Materials provided
=== Section Start ===

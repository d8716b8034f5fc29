//! Domain types for barlab

pub mod bar;
pub mod event;
pub mod instrument;

pub use bar::Bar;
pub use event::{Direction, Event, FillEvent, OrderEvent, OrderType, SignalEvent, SignalType};
pub use instrument::{lot_size, Exchange, MarketKind, CONTRACT_LOT, EQUITY_LOT};
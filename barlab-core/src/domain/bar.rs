//! Bar: the fundamental market data unit.

use chrono::NaiveDateTime;
use serde::{Deserialize, Serialize};

/// OHLCV bar for a single symbol at a single timestamp.
///
/// Bars are immutable once produced by the data handler. After alignment a
/// bar may be a forward-filled copy of the symbol's previous bar, including
/// its volume.
#[derive(Debug, Clone, PartialEq, Serialize, Deserialize)]
pub struct Bar {
    pub symbol: String,
    pub timestamp: NaiveDateTime,
    pub open: f64,
    pub high: f64,
    pub low: f64,
    pub close: f64,
    pub volume: f64,
}

impl Bar {
    pub fn new(
        symbol: impl Into<String>,
        timestamp: NaiveDateTime,
        open: f64,
        high: f64,
        low: f64,
        close: f64,
        volume: f64,
    ) -> Self {
        Self {
            symbol: symbol.into(),
            timestamp,
            open,
            high,
            low,
            close,
            volume,
        }
    }

    /// Returns true if any price field is NaN.
    pub fn is_void(&self) -> bool {
        self.open.is_nan() || self.high.is_nan() || self.low.is_nan() || self.close.is_nan()
    }

    /// Basic OHLC sanity check: high bounds the body, low bounds the body, prices positive.
    pub fn is_sane(&self) -> bool {
        if self.is_void() {
            return false;
        }
        self.high >= self.low
            && self.high >= self.open
            && self.high >= self.close
            && self.low <= self.open
            && self.low <= self.close
            && self.open > 0.0
            && self.close > 0.0
    }

    /// Copy of this bar re-stamped at `timestamp` (used by forward-fill alignment).
    pub fn carried_to(&self, timestamp: NaiveDateTime) -> Self {
        Self {
            timestamp,
            ..self.clone()
        }
    }
}

#[cfg(test)]
mod tests {
    use super::*;
    use chrono::NaiveDate;

    fn ts(day: u32) -> NaiveDateTime {
        NaiveDate::from_ymd_opt(2015, 10, day)
            .unwrap()
            .and_hms_opt(0, 0, 0)
            .unwrap()
    }

    fn sample_bar() -> Bar {
        Bar::new("600008", ts(8), 10.0, 10.5, 9.8, 10.3, 50_000.0)
    }

    #[test]
    fn bar_is_sane() {
        assert!(sample_bar().is_sane());
    }

    #[test]
    fn bar_detects_void() {
        let mut bar = sample_bar();
        bar.close = f64::NAN;
        assert!(bar.is_void());
        assert!(!bar.is_sane());
    }

    #[test]
    fn bar_detects_inverted_range() {
        let mut bar = sample_bar();
        bar.high = 9.0;
        assert!(!bar.is_sane());
    }

    #[test]
    fn carried_bar_keeps_prices_and_volume() {
        let bar = sample_bar();
        let carried = bar.carried_to(ts(9));
        assert_eq!(carried.timestamp, ts(9));
        assert_eq!(carried.close, bar.close);
        assert_eq!(carried.volume, bar.volume);
        assert_eq!(carried.symbol, bar.symbol);
    }
}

=== Section End ===

What is needed
From the line containing "assert_eq!(carried.volume, bar.volume);" to the last line of the listing, write everything out exactly. Nothing outside that stretch belongs.

Expected answer
        assert_eq!(carried.volume, bar.volume);
        assert_eq!(carried.symbol, bar.symbol);
    }
}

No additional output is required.